## Data for review
=== Begin Enclosure ===
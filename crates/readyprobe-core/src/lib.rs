//! # readyprobe-core
//!
//! Core library for readyprobe providing:
//! - Validated, immutable retry policies
//! - The generalized poll engine (poll until a predicate holds or the budget
//!   is exhausted, then one unconditional final attempt)
//! - Probe outcomes with expected/actual diagnostics
//! - Hierarchical configuration loading (embedded defaults, user file, env)

pub mod config;
pub mod error;
pub mod retry;
pub mod types;

pub use config::HierarchicalConfigLoader;
pub use error::{Error, Result};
=== End Enclosure ===
## To do
Only this range is to be output: the line that contains "pub mod retry;" through the last line of the records above, both inclusive.

## Reply to the exercise
pub mod retry;
pub mod types;

pub use config::HierarchicalConfigLoader;
pub use error::{Error, Result};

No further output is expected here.